Instructions for the task – Although the data below holds other lines too, output only those from the line with "assert!((chunks[1].duration() - 30.0).abs()" up to and including the line with "assert!(chunk.duration() <= 2.0", exactly as they appear.

Provided material –
^^^^^^^^

use crate::types::{Chunk, TimedWord};

/// Groups an ordered word sequence into contiguous chunks whose cumulative
/// duration stays within `max_duration` seconds.
///
/// The first word that would push the running total past the bound closes the
/// current chunk and opens a new one containing that word, so a single word
/// longer than `max_duration` still ends up alone in its own chunk rather than
/// being dropped or split. A final partial chunk is always emitted. Boundaries
/// depend only on cumulative duration, never on text content.
pub fn segment_by_duration(words: &[TimedWord], max_duration: f64) -> Vec<Chunk> {
    let mut chunks = Vec::new();
    let mut current: Vec<TimedWord> = Vec::new();
    let mut current_duration = 0.0;

    for word in words {
        if current_duration + word.duration() <= max_duration || current.is_empty() {
            current_duration += word.duration();
            current.push(word.clone());
            continue;
        }
        chunks.push(Chunk {
            words: std::mem::take(&mut current),
        });
        current_duration = word.duration();
        current.push(word.clone());
    }

    if !current.is_empty() {
        chunks.push(Chunk { words: current });
    }

    chunks
}

#[cfg(test)]
mod tests {
    use super::*;
    use crate::types::TimedWord;

    fn word(text: &str, start: f64, end: f64) -> TimedWord {
        TimedWord {
            word: text.to_string(),
            start,
            end,
        }
    }

    #[test]
    fn empty_input_yields_no_chunks() {
        assert!(segment_by_duration(&[], 30.0).is_empty());
    }

    #[test]
    fn all_words_fit_one_chunk() {
        let words = vec![word("a", 0.0, 1.0), word("b", 1.0, 2.0)];
        let chunks = segment_by_duration(&words, 30.0);
        assert_eq!(chunks.len(), 1);
        assert_eq!(chunks[0].words, words);
    }

    #[test]
    fn word_exceeding_bound_starts_new_chunk() {
        let words = vec![word("world", 0.0, 1.0), word("hello", 1.0, 31.0)];
        let chunks = segment_by_duration(&words, 30.0);
        assert_eq!(chunks.len(), 2);
        assert_eq!(chunks[0].text(), "world");
        assert!((chunks[0].duration() - 1.0).abs() < 1e-9);
        assert_eq!(chunks[1].text(), "hello");
        assert!((chunks[1].duration() - 30.0).abs() < 1e-9);
    }

    #[test]
    fn overlong_first_word_is_kept_alone() {
        let words = vec![word("monologue", 0.0, 45.0), word("yes", 45.0, 46.0)];
        let chunks = segment_by_duration(&words, 30.0);
        assert_eq!(chunks.len(), 2);
        assert_eq!(chunks[0].text(), "monologue");
        assert_eq!(chunks[1].text(), "yes");
    }

    #[test]
    fn coverage_is_exact_in_order() {
        let words: Vec<TimedWord> = (0..25)
            .map(|i| word(&format!("w{i}"), i as f64 * 3.0, i as f64 * 3.0 + 3.0))
            .collect();
        let chunks = segment_by_duration(&words, 10.0);
        let rejoined: Vec<TimedWord> = chunks.into_iter().flat_map(|c| c.words).collect();
        assert_eq!(rejoined, words);
    }

    #[test]
    fn every_chunk_respects_bound_unless_single_word() {
        let words: Vec<TimedWord> = (0..40)
            .map(|i| word(&format!("w{i}"), i as f64, i as f64 + 0.7))
            .collect();
        let chunks = segment_by_duration(&words, 2.0);
        for chunk in &chunks {
            assert!(chunk.duration() <= 2.0 + 1e-9 || chunk.words.len() == 1);
        }
    }

    #[test]
    fn negative_duration_word_perturbs_accumulation() {
        // end < start is accepted as-is; the negative contribution lets more
        // words fit than wall-clock time would suggest.
        let words = vec![
            word("a", 0.0, 2.0),
            word("b", 5.0, 3.0),
            word("c", 5.0, 7.0),
        ];
        let chunks = segment_by_duration(&words, 2.5);
        assert_eq!(chunks.len(), 1);
        assert!((chunks[0].duration() - 2.0).abs() < 1e-9);
    }
}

^^^^^^^^

Reply –
        assert!((chunks[1].duration() - 30.0).abs() < 1e-9);
    }

    #[test]
    fn overlong_first_word_is_kept_alone() {
        let words = vec![word("monologue", 0.0, 45.0), word("yes", 45.0, 46.0)];
        let chunks = segment_by_duration(&words, 30.0);
        assert_eq!(chunks.len(), 2);
        assert_eq!(chunks[0].text(), "monologue");
        assert_eq!(chunks[1].text(), "yes");
    }

    #[test]
    fn coverage_is_exact_in_order() {
        let words: Vec<TimedWord> = (0..25)
            .map(|i| word(&format!("w{i}"), i as f64 * 3.0, i as f64 * 3.0 + 3.0))
            .collect();
        let chunks = segment_by_duration(&words, 10.0);
        let rejoined: Vec<TimedWord> = chunks.into_iter().flat_map(|c| c.words).collect();
        assert_eq!(rejoined, words);
    }

    #[test]
    fn every_chunk_respects_bound_unless_single_word() {
        let words: Vec<TimedWord> = (0..40)
            .map(|i| word(&format!("w{i}"), i as f64, i as f64 + 0.7))
            .collect();
        let chunks = segment_by_duration(&words, 2.0);
        for chunk in &chunks {
            assert!(chunk.duration() <= 2.0 + 1e-9 || chunk.words.len() == 1);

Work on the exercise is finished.